Mr. Harlow will receive a base salary increase of 13.81% for assuming the position of Chief Executive Officer. His other compensation, including bonus, stock options and Supplemental Executive Retirement will not change at this time.

 

Also on May 25, 2017, the Board of Directors of BancFirst, the Company’s subsidiary bank, appointed Darryl Schmidt, age 54, as the new President and Chief Executive Officer of BancFirst. He joined the Company in 2002 as Executive Vice President and Chief Credit Officer. In 2007 he was appointed Director of Community Banking. He has been a director of BancFirst since 2002. Mr.

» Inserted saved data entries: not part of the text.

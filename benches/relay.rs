use criterion::{criterion_group, criterion_main, Criterion};
use edgefirst_relay::{
    buffer::MappedRegion,
    capture::{CaptureDriver, CaptureParams, CaptureSession, Dequeued, DriverBuffer},
    control::Command,
    controller::ChannelConfig,
    display::{LayerConfig, OverlayDriver, OverlaySession},
    format::{self, FourCC, PixelLayout},
    geometry::{clamp, Rect, ScreenInfo},
};
use std::{collections::VecDeque, hint::black_box, io, time::Duration};

/// Driver whose buffers are always ready.
struct NullCapture {
    format: FourCC,
    queued: VecDeque<u32>,
}

impl CaptureDriver for NullCapture {
    fn name(&self) -> &str {
        "null"
    }

    fn can_stream(&mut self) -> io::Result<bool> {
        Ok(true)
    }

    fn select_input(&mut self, _: u32, _: &CaptureParams) -> io::Result<()> {
        Ok(())
    }

    fn format(&mut self) -> io::Result<(u32, u32, FourCC)> {
        Ok((720, 576, self.format))
    }

    fn request_buffers(&mut self, count: u32) -> io::Result<u32> {
        Ok(count)
    }

    fn query_buffer(&mut self, index: u32) -> io::Result<DriverBuffer> {
        Ok(DriverBuffer {
            length: 4096,
            offset: index * 4096,
        })
    }

    fn map_buffer(&mut self, buffer: &DriverBuffer) -> io::Result<MappedRegion> {
        MappedRegion::anonymous(buffer.length as usize)
    }

    fn queue(&mut self, index: u32) -> io::Result<()> {
        self.queued.push_back(index);
        Ok(())
    }

    fn dequeue(&mut self, _: Duration) -> io::Result<Option<Dequeued>> {
        Ok(self.queued.pop_front().map(|index| Dequeued {
            index: index as usize,
            bytes_used: 4096,
            offset: index * 4096,
        }))
    }

    fn stream_on(&mut self) -> io::Result<()> {
        Ok(())
    }

    fn stream_off(&mut self) -> io::Result<()> {
        Ok(())
    }
}

struct NullOverlay;

impl OverlayDriver for NullOverlay {
    fn name(&self) -> &str {
        "null"
    }

    fn lcd_on(&mut self) -> io::Result<()> {
        Ok(())
    }

    fn request_layer(&mut self) -> io::Result<u32> {
        Ok(1)
    }

    fn set_layer(&mut self, _: u32, _: &LayerConfig) -> io::Result<()> {
        Ok(())
    }

    fn open_layer(&mut self, _: u32) -> io::Result<()> {
        Ok(())
    }

    fn lower_layer(&mut self, _: u32) -> io::Result<()> {
        Ok(())
    }

    fn video_start(&mut self, _: u32) -> io::Result<()> {
        Ok(())
    }

    fn video_stop(&mut self, _: u32) -> io::Result<()> {
        Ok(())
    }

    fn set_frame(&mut self, _: u32, planes: [u32; 3]) -> io::Result<()> {
        black_box(planes);
        Ok(())
    }

    fn close_layer(&mut self, _: u32) -> io::Result<()> {
        Ok(())
    }

    fn release_layer(&mut self, _: u32) -> io::Result<()> {
        Ok(())
    }
}

pub fn benchmark_cycle(c: &mut Criterion) {
    let fmts = [format::NV12, format::YUV420, format::YUYV];
    let mut group = c.benchmark_group("cycle");

    for fmt in fmts {
        let driver = NullCapture {
            format: fmt,
            queued: VecDeque::new(),
        };
        let mut capture = CaptureSession::open(driver, 0, &CaptureParams::default()).unwrap();
        let layout = *capture.layout();
        let mut overlay = OverlaySession::open(
            NullOverlay,
            ScreenInfo::new(1280, 720, 32),
            layout,
            Rect::sized(720, 576),
            Rect::sized(1280, 720),
        )
        .unwrap();
        capture.start_streaming().unwrap();
        overlay.start().unwrap();

        group.bench_function(fmt.to_string(), |b| {
            b.iter(|| {
                let frame = capture.dequeue(Duration::ZERO).unwrap().unwrap();
                overlay.present(frame.offset).unwrap();
                capture.requeue(frame.index).unwrap();
            })
        });
    }
}

pub fn benchmark_control(c: &mut Criterion) {
    let start = Command::Start(ChannelConfig {
        channel: 1,
        show: Rect::new(0, 0, 640, 360),
        crop: Rect::new(8, 8, 704, 560),
    })
    .encode();

    c.bench_function("decode/start", |b| {
        b.iter(|| Command::decode(black_box(&start)))
    });
    c.bench_function("clamp", |b| {
        b.iter(|| clamp(black_box(Rect::new(600, 500, 400, 400)), Rect::sized(720, 576)))
    });
    c.bench_function("layout", |b| {
        b.iter(|| PixelLayout::new(black_box(720), black_box(576), format::NV16))
    });
}

criterion_group!(benches, benchmark_cycle, benchmark_control);
criterion_main!(benches);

Schmidt does not have any family relationships within the Company and he does not have any related party transactions subject to disclosure under Item 404(a) of Regulation S-K.

 

Mr. Schmidt replaced Dennis L. Brand as President and Chief Executive Officer of BancFirst. Mr. Brand will continue as Chairman of the Executive Committee of the Company.

 

Mr. Schmidt will receive a base salary increase of 13.81% for assuming the position of President and Chief Executive Officer. His other compensation, including bonus, stock options and Supplemental Executive Retirement will not change at this time.

 

Mr. Harlow and Mr. Schmidt are both named executive officers in the Company’s 2017 proxy statement filed with the Securities and Exchange Commission on April 14, 2017.

 

 

 

 

Item 9.01. Financial Statements and Exhibits.

 

(c)Exhibits.

  

Exhibit No.Description
  
99.1Press Release, dated May 25, 2017, issued by BancFirst Corporation titled “BancFirst announces management succession plan.”

 

 

SIGNATURES

 

Pursuant to the requirements of the Securities Exchange Act of 1934, the registrant has duly caused this report to be signed on its behalf by the undersigned hereunto duly authorized.

 

BANCFIRST CORPORATION  
  (Registrant)  
     
     
     
Date: May 30, 2017 /s/ Kevin Lawrence  
  Kevin Lawrence  
  Executive Vice President  
  Chief Financial Officer  
  (Principal Financial Officer)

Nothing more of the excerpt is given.